Hi,
I am working with the ATLAS Open Data 2024r-pp release for a research project using the atlasopenmagic I have a few questions:
-
Could you confirm that the MC samples available in the 2024r-pp release via atlasopenmagic contain only BSM signal samples (Z’, W’, graviton, etc.) and no SM background MC (Z+jets, W+jets, tt̄, QCD multijet)?
-
Is there SM background MC available for Run 3 pp collision data anywhere in the ATLAS Open Data releases? If so, which release name or CERN record ID should I use to access it?
-
The 2024r-pp release metadata lists 374 datasets with DSIDs in the 301xxx range (e.g. 301204, 301209). Are these all BSM signal samples, and are there plans to release SM background MC for Run 3?
-
When parsing the 2024r-pp data files, I observe files with _mc_ in their filenames (DSIDs 37xxxxxx range). Could you clarify what physics processes these correspond to?

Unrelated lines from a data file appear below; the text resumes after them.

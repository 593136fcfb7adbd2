//! The curated entry tree: repository leaves and group containers.
//!
//! Entries are owned recursive values. Every structural mutation works by
//! detaching a subtree and re-attaching it somewhere else, so no two places
//! in the tree can ever alias the same node. Positions are addressed by
//! index paths (`&[usize]`) as produced by [`flatten`].

use std::collections::HashMap;

use serde::{Deserialize, Serialize};

use crate::git::DiffTotals;

/// Whether an entry is a launchable repository or a grouping container.
#[derive(Debug, Clone, Copy, PartialEq, Eq, Serialize, Deserialize)]
#[serde(rename_all = "lowercase")]
pub enum EntryKind {
    Repository,
    Group,
}

/// A node in the curated launch tree.
#[derive(Debug, Clone, Serialize, Deserialize)]
#[serde(rename_all = "camelCase")]
pub struct Entry {
    pub kind: EntryKind,
    /// Workspace-relative path; present for repository entries.
    #[serde(default, skip_serializing_if = "Option::is_none")]
    pub repository_path: Option<String>,
    pub display_name: String,
    /// Preferred IDE name from the config's ide registry.
    #[serde(default, skip_serializing_if = "Option::is_none")]
    pub preferred_ide: Option<String>,
    #[serde(default = "default_expanded")]
    pub is_expanded: bool,
    #[serde(default)]
    pub children: Vec<Entry>,
}

fn default_expanded() -> bool {
    true
}

impl Entry {
    /// A repository leaf. The display name defaults to the last path segment.
    pub fn repository(path: &str) -> Self {
        let name = path.rsplit('/').next().unwrap_or(path).to_string();
        Self {
            kind: EntryKind::Repository,
            repository_path: Some(path.to_string()),
            display_name: name,
            preferred_ide: None,
            is_expanded: true,
            children: Vec::new(),
        }
    }

    /// An empty group container.
    pub fn group(name: &str) -> Self {
        Self {
            kind: EntryKind::Group,
            repository_path: None,
            display_name: name.to_string(),
            preferred_ide: None,
            is_expanded: true,
            children: Vec::new(),
        }
    }

    pub fn is_group(&self) -> bool {
        self.kind == EntryKind::Group
    }
}

/// One visible row of the flattened tree.
#[derive(Debug, Clone, PartialEq, Eq)]
pub struct FlatRow {
    /// Index path from the root to this entry.
    pub path: Vec<usize>,
    pub depth: usize,
}

/// Flatten the tree depth-first, pre-order. Children appear immediately
/// after their parent and only when the parent is expanded, so collapsing a
/// node removes its whole subtree from the visible index space. Display and
/// edit traversal both use this.
pub fn flatten(tree: &[Entry]) -> Vec<FlatRow> {
    let mut rows = Vec::new();
    let mut stack = Vec::new();
    flatten_into(tree, &mut stack, 0, &mut rows);
    rows
}

fn flatten_into(entries: &[Entry], prefix: &mut Vec<usize>, depth: usize, rows: &mut Vec<FlatRow>) {
    for (i, entry) in entries.iter().enumerate() {
        prefix.push(i);
        rows.push(FlatRow {
            path: prefix.clone(),
            depth,
        });
        if entry.is_expanded && !entry.children.is_empty() {
            flatten_into(&entry.children, prefix, depth + 1, rows);
        }
        prefix.pop();
    }
}

/// Fill in structure older config files may lack. Serde already defaults
/// missing `children` to empty; this exists so a loaded tree can be brought
/// to canonical form explicitly, and it is idempotent.
pub fn normalize(tree: &mut [Entry]) {
    for entry in tree.iter_mut() {
        if entry.kind == EntryKind::Repository {
            entry.children.clear();
        }
        normalize(&mut entry.children);
    }
}

pub fn entry_at<'a>(tree: &'a [Entry], path: &[usize]) -> Option<&'a Entry> {
    let (&first, rest) = path.split_first()?;
    let entry = tree.get(first)?;
    if rest.is_empty() {
        Some(entry)
    } else {
        entry_at(&entry.children, rest)
    }
}

pub fn entry_at_mut<'a>(tree: &'a mut [Entry], path: &[usize]) -> Option<&'a mut Entry> {
    let (&first, rest) = path.split_first()?;
    let entry = tree.get_mut(first)?;
    if rest.is_empty() {
        Some(entry)
    } else {
        entry_at_mut(&mut entry.children, rest)
    }
}

/// Direction for sibling swaps.
#[derive(Debug, Clone, Copy, PartialEq, Eq)]
pub enum MoveDir {
    Up,
    Down,
}

/// Swap the entry with its immediate sibling. No-op at either end of the
/// sibling sequence; never changes depth. Returns the entry's new index path.
pub fn move_entry(tree: &mut Vec<Entry>, path: &[usize], dir: MoveDir) -> Vec<usize> {
    let Some((&idx, parent_path)) = path.split_last() else {
        return path.to_vec();
    };
    let siblings = match siblings_mut(tree, parent_path) {
        Some(s) => s,
        None => return path.to_vec(),
    };
    let new_idx = match dir {
        MoveDir::Up if idx > 0 => idx - 1,
        MoveDir::Down if idx + 1 < siblings.len() => idx + 1,
        _ => return path.to_vec(),
    };
    siblings.swap(idx, new_idx);
    let mut new_path = parent_path.to_vec();
    new_path.push(new_idx);
    new_path
}

fn siblings_mut<'a>(tree: &'a mut Vec<Entry>, parent_path: &[usize]) -> Option<&'a mut Vec<Entry>> {
    if parent_path.is_empty() {
        Some(tree)
    } else {
        entry_at_mut(tree, parent_path).map(|e| &mut e.children)
    }
}

/// Detach the entry (and its subtree) at the given index path.
pub fn remove_at(tree: &mut Vec<Entry>, path: &[usize]) -> Option<Entry> {
    let (&idx, parent_path) = path.split_last()?;
    let siblings = siblings_mut(tree, parent_path)?;
    if idx < siblings.len() {
        Some(siblings.remove(idx))
    } else {
        None
    }
}

/// Detach the entry at `path` and re-attach it as the last child of the
/// entry at `target` (or at root when `target` is `None`).
///
/// Callers must never nominate the entry itself or one of its descendants as
/// a target; the model performs no cycle check because such targets are
/// never offered.
pub fn nest(tree: &mut Vec<Entry>, path: &[usize], target: Option<&[usize]>) -> bool {
    let Some(entry) = remove_at(tree, path) else {
        return false;
    };
    match target {
        None => {
            tree.push(entry);
            true
        }
        Some(target_path) => {
            // Removing the entry shifted sibling indices at one level of the
            // target path; re-resolve it.
            let adjusted = adjust_path_after_removal(target_path, path);
            match entry_at_mut(tree, &adjusted) {
                Some(parent) => {
                    parent.children.push(entry);
                    true
                }
                None => {
                    // Target vanished (caller bug); restore at root rather
                    // than drop the subtree.
                    tree.push(entry);
                    false
                }
            }
        }
    }
}

/// After removing the node at `removed`, shift the one path component of
/// `path` that shared the removed node's parent and sat after it.
fn adjust_path_after_removal(path: &[usize], removed: &[usize]) -> Vec<usize> {
    let mut adjusted = path.to_vec();
    let (&removed_idx, removed_parent) = match removed.split_last() {
        Some(split) => split,
        None => return adjusted,
    };
    let level = removed_parent.len();
    if path.len() > level && path[..level] == *removed_parent && path[level] > removed_idx {
        adjusted[level] -= 1;
    }
    adjusted
}

/// Enumerate valid nest targets for the entry at `path`: every group in the
/// tree except the entry itself and its descendants, plus root (`None`).
pub fn nest_targets(tree: &[Entry], path: &[usize]) -> Vec<Option<Vec<usize>>> {
    let mut targets: Vec<Option<Vec<usize>>> = vec![None];
    for row in flatten_all(tree) {
        let Some(entry) = entry_at(tree, &row) else {
            continue;
        };
        if !entry.is_group() {
            continue;
        }
        // Exclude self and descendants.
        if row.len() >= path.len() && row[..path.len()] == *path {
            continue;
        }
        targets.push(Some(row));
    }
    targets
}

/// Like [`flatten`] but ignoring expansion state; used for edit-time
/// searches that must see collapsed subtrees too.
fn flatten_all(tree: &[Entry]) -> Vec<Vec<usize>> {
    fn walk(entries: &[Entry], prefix: &mut Vec<usize>, out: &mut Vec<Vec<usize>>) {
        for (i, entry) in entries.iter().enumerate() {
            prefix.push(i);
            out.push(prefix.clone());
            walk(&entry.children, prefix, out);
            prefix.pop();
        }
    }
    let mut out = Vec::new();
    walk(tree, &mut Vec::new(), &mut out);
    out
}

/// First path segment of a repository entry's path, used for grouping.
pub fn first_segment(entry: &Entry) -> Option<&str> {
    entry
        .repository_path
        .as_deref()
        .and_then(|p| p.split('/').next())
        .filter(|s| !s.is_empty())
}

/// Indices of root-level entries whose first path segment equals `prefix`.
pub fn prefix_matches(tree: &[Entry], prefix: &str) -> Vec<usize> {
    tree.iter()
        .enumerate()
        .filter(|(_, e)| first_segment(e) == Some(prefix))
        .map(|(i, _)| i)
        .collect()
}

/// Wrap all root-level entries sharing `prefix` as their first path segment
/// in a new group inserted at the first match's position. Requires at least
/// two matches; otherwise the tree is left untouched and `false` returned.
/// Only root-level entries participate.
pub fn group_by_prefix(tree: &mut Vec<Entry>, prefix: &str) -> bool {
    let matches = prefix_matches(tree, prefix);
    if matches.len() < 2 {
        return false;
    }
    let insert_at = matches[0];
    let mut group = Entry::group(prefix);
    // Remove back-to-front so earlier indices stay valid.
    for &idx in matches.iter().rev() {
        group.children.insert(0, tree.remove(idx));
    }
    tree.insert(insert_at, group);
    true
}

/// Replace the group at `path` with its children, promoting them one level
/// in place. Only defined for entries that currently have children.
pub fn flatten_group(tree: &mut Vec<Entry>, path: &[usize]) -> bool {
    let has_children = entry_at(tree, path).is_some_and(|e| !e.children.is_empty());
    if !has_children {
        return false;
    }
    let Some((&idx, parent_path)) = path.split_last() else {
        return false;
    };
    let Some(siblings) = siblings_mut(tree, parent_path) else {
        return false;
    };
    let group = siblings.remove(idx);
    for (offset, child) in group.children.into_iter().enumerate() {
        siblings.insert(idx + offset, child);
    }
    true
}

/// Every repository path referenced somewhere in the tree.
pub fn claimed_paths(tree: &[Entry]) -> Vec<String> {
    let mut paths = Vec::new();
    collect_paths(tree, &mut paths);
    paths
}

fn collect_paths(entries: &[Entry], out: &mut Vec<String>) {
    for entry in entries {
        if let Some(path) = &entry.repository_path {
            out.push(path.clone());
        }
        collect_paths(&entry.children, out);
    }
}

/// Prune every entry referencing the given repository path, wherever it sits.
/// Returns true if anything was removed.
pub fn remove_repository(tree: &mut Vec<Entry>, repo_path: &str) -> bool {
    let before = tree.len();
    tree.retain(|e| e.repository_path.as_deref() != Some(repo_path));
    let mut removed = tree.len() != before;
    for entry in tree.iter_mut() {
        removed |= remove_repository(&mut entry.children, repo_path);
    }
    removed
}

/// Synthetic cache key carrying a group's rolled-up diff stats.
pub fn group_stats_key(name: &str) -> String {
    format!("group:{name}")
}

/// For every group, sum descendant diff totals into `diffs` under the
/// group's synthetic key so collapsed groups can show rolled-up counts.
/// Groups whose descendants have no recorded changes get no entry at all.
pub fn aggregate_stats(tree: &[Entry], diffs: &mut HashMap<String, DiffTotals>) {
    for entry in tree {
        if entry.is_group() {
            aggregate_stats(&entry.children, diffs);
            let mut total = DiffTotals::default();
            let mut any = false;
            sum_descendants(&entry.children, diffs, &mut total, &mut any);
            if any {
                diffs.insert(group_stats_key(&entry.display_name), total);
            } else {
                diffs.remove(&group_stats_key(&entry.display_name));
            }
        }
    }
}

fn sum_descendants(
    entries: &[Entry],
    diffs: &HashMap<String, DiffTotals>,
    total: &mut DiffTotals,
    any: &mut bool,
) {
    for entry in entries {
        if let Some(stats) = entry
            .repository_path
            .as_deref()
            .and_then(|p| diffs.get(p))
        {
            total.files_changed += stats.files_changed;
            total.lines_added += stats.lines_added;
            total.lines_removed += stats.lines_removed;
            *any = true;
        }
        sum_descendants(&entry.children, diffs, total, any);
    }
}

Thank you for your time and support.
Dear Maryna,
I suggest trying out the metadata tutorial:
https://opendata.atlas.cern/docs/13TeV25Doc/Concepts#accessing-metadata-new
That and our webpage’s documentation has most of the answers to your questions. In particular, though:
-
No, there are lots of SM background samples available. There’s a large metadata data table here you can also scroll through if you wish:
Monte Carlo Metadata | ATLAS Open Data
If you type, for example, ttbar in the search box, you will see several ttbar samples.
-
There is no Run 3 open data. None of the experiments provide Run 3 open data to the best of my knowledge.
-
As in #1, these are a few BSM signal samples and a large number of SM background samples. We do not expect to release Run 3 data or MC before about 2031.
-
Could you give me a particular example? Again, with either the metadata tutorial or the table on the website, you should be able to identify exactly what sample any DSID corresponds to.
Best,
Zach
Dear Zach,
Thank you for your response. I checked the metadata table and I can now see SM background samples listed there (ttbar, Z+jets, etc.), which clarifies my earlier confusion. However, I still have a question about what is actually accessible via atlasopenmagic in the 2024r-pp release.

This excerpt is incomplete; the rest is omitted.